Beyond that I don’t really have much more to report. I expect to visit the archives again on Wednesday to make some decisions regarding images on the website.
Our readings this week gave me plenty to think about. “13 Right Now: This is What it’s Like to Grow Up in the Age of Likes, LOLs, and Longing” was shocking on many different levels. Of course I am aware of how life-consuming technology and social media can be, but looking at this world from the perspective of a 13 year old girl whose life and self-worth is determined by things like “likes” is kind of eye opening. It was also really sad, especially at the end. However, it does reinforce the ever-growing importance of technology, social media, and making your presence known. The other reading wasn’t quite as captivating, but it was interesting in a different way. The different parts of digital identity is certainly something to consider, especially as technology is becoming more and more important (even to historians). How we present ourselves online, how we brand ourselves, and how the digital world views us based on our searches, likes, shares, and friends is baffling. To be honest, it’s a little hard for me to understand! I have spent the last 29 years of life building and shaping who I am, and now I am apparently doing it all over again. This is both fun and uncomfortable.

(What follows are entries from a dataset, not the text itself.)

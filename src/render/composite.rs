use crate::foundation::core::Resolution;
use crate::foundation::error::{MotionError, MotionResult};
use crate::foundation::math::mul_div255_u8;
use crate::render::frame::FrameRGBA;

pub type PremulRgba8 = [u8; 4];

/// Source-over for one premultiplied pixel with an extra opacity multiplier.
pub fn over(dst: PremulRgba8, src: PremulRgba8, opacity: f32) -> PremulRgba8 {
    let opacity = opacity.clamp(0.0, 1.0);
    if opacity <= 0.0 || src[3] == 0 {
        return dst;
    }

    let op = ((opacity * 255.0).round() as i32).clamp(0, 255) as u16;
    let sa = mul_div255(u16::from(src[3]), op);
    if sa == 0 {
        return dst;
    }

    let inv = 255u16 - u16::from(sa);

    let mut out = [0u8; 4];
    out[3] = add_sat_u8(sa, mul_div255(u16::from(dst[3]), inv));

    for i in 0..3 {
        let sc = mul_div255(u16::from(src[i]), op);
        let dc = mul_div255(u16::from(dst[i]), inv);
        out[i] = add_sat_u8(sc, dc);
    }
    out
}

pub fn over_in_place(dst: &mut [u8], src: &[u8], opacity: f32) -> MotionResult<()> {
    if dst.len() != src.len() || !dst.len().is_multiple_of(4) {
        return Err(MotionError::render(
            "over_in_place expects equal-length rgba8 buffers",
        ));
    }
    for (d, s) in dst.chunks_exact_mut(4).zip(src.chunks_exact(4)) {
        let out = over([d[0], d[1], d[2], d[3]], [s[0], s[1], s[2], s[3]], opacity);
        d.copy_from_slice(&out);
    }
    Ok(())
}

/// Paint `src` over `dst` (same size) at the given opacity.
pub fn paint_over(dst: &mut FrameRGBA, src: &FrameRGBA, opacity: f32) -> MotionResult<()> {
    if dst.width != src.width || dst.height != src.height {
        return Err(MotionError::render(format!(
            "cannot composite {}x{} over {}x{}",
            src.width, src.height, dst.width, dst.height
        )));
    }
    over_in_place(&mut dst.data, &src.data, opacity)
}

/// Scale `src` into the rectangle at `(x, y)` of size `(w, h)` on a fresh `canvas`-sized buffer.
///
/// Pixels outside the canvas are clipped; an empty rectangle yields a transparent canvas.
pub fn place_scaled(
    src: &FrameRGBA,
    canvas: Resolution,
    x: i64,
    y: i64,
    w: i64,
    h: i64,
) -> MotionResult<FrameRGBA> {
    let mut out = FrameRGBA::transparent(canvas);
    if w <= 0 || h <= 0 {
        return Ok(out);
    }
    let (w, h) = (clamp_dim(w), clamp_dim(h));

    let scaled = if w == src.width && h == src.height {
        src.data.clone()
    } else {
        let img = image::RgbaImage::from_raw(src.width, src.height, src.data.clone())
            .ok_or_else(|| MotionError::render("raster has an invalid buffer size"))?;
        // Filtering premultiplied pixels keeps edges free of color fringes.
        image::imageops::resize(&img, w, h, image::imageops::FilterType::Triangle).into_raw()
    };

    let out_w = i64::from(out.width);
    let out_h = i64::from(out.height);
    for sy in 0..i64::from(h) {
        let dy = y + sy;
        if dy < 0 || dy >= out_h {
            continue;
        }
        let x0 = x.max(0);
        let x1 = (x + i64::from(w)).min(out_w);
        if x0 >= x1 {
            break;
        }
        let sx0 = (x0 - x) as usize;
        let count = (x1 - x0) as usize;
        let src_start = ((sy as usize) * (w as usize) + sx0) * 4;
        let dst_start = ((dy as usize) * (out.width as usize) + x0 as usize) * 4;
        out.data[dst_start..dst_start + count * 4]
            .copy_from_slice(&scaled[src_start..src_start + count * 4]);
    }
    Ok(out)
}

fn clamp_dim(v: i64) -> u32 {
    v.clamp(1, 16_384) as u32
}

fn mul_div255(x: u16, y: u16) -> u8 {
    mul_div255_u8(x, y)
}

fn add_sat_u8(a: u8, b: u8) -> u8 {
    a.saturating_add(b)
}

#[cfg(test)]
#[path = "../../tests/unit/render/composite.rs"]
mod tests;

For an update on progress: I haven’t been back to the archives in over a week as my car is refusing to run. However, I have typed up the first draft of my “Supporting the War” subcategory and put it up on our website. I have decided not to pursue “Gender in a Time of War.” I look forward to visiting the archives again this week and working on “Building in a Time of War” and “Education in a Time of War.” I already have a goodly amount of information on both, so I do not foresee either of these categories requiring an extensive amount of research beyond what I have already done. I do, however, need to consider what primary sources I will be digitizing. I also need to jazz up my main page of “Those Who Stayed.”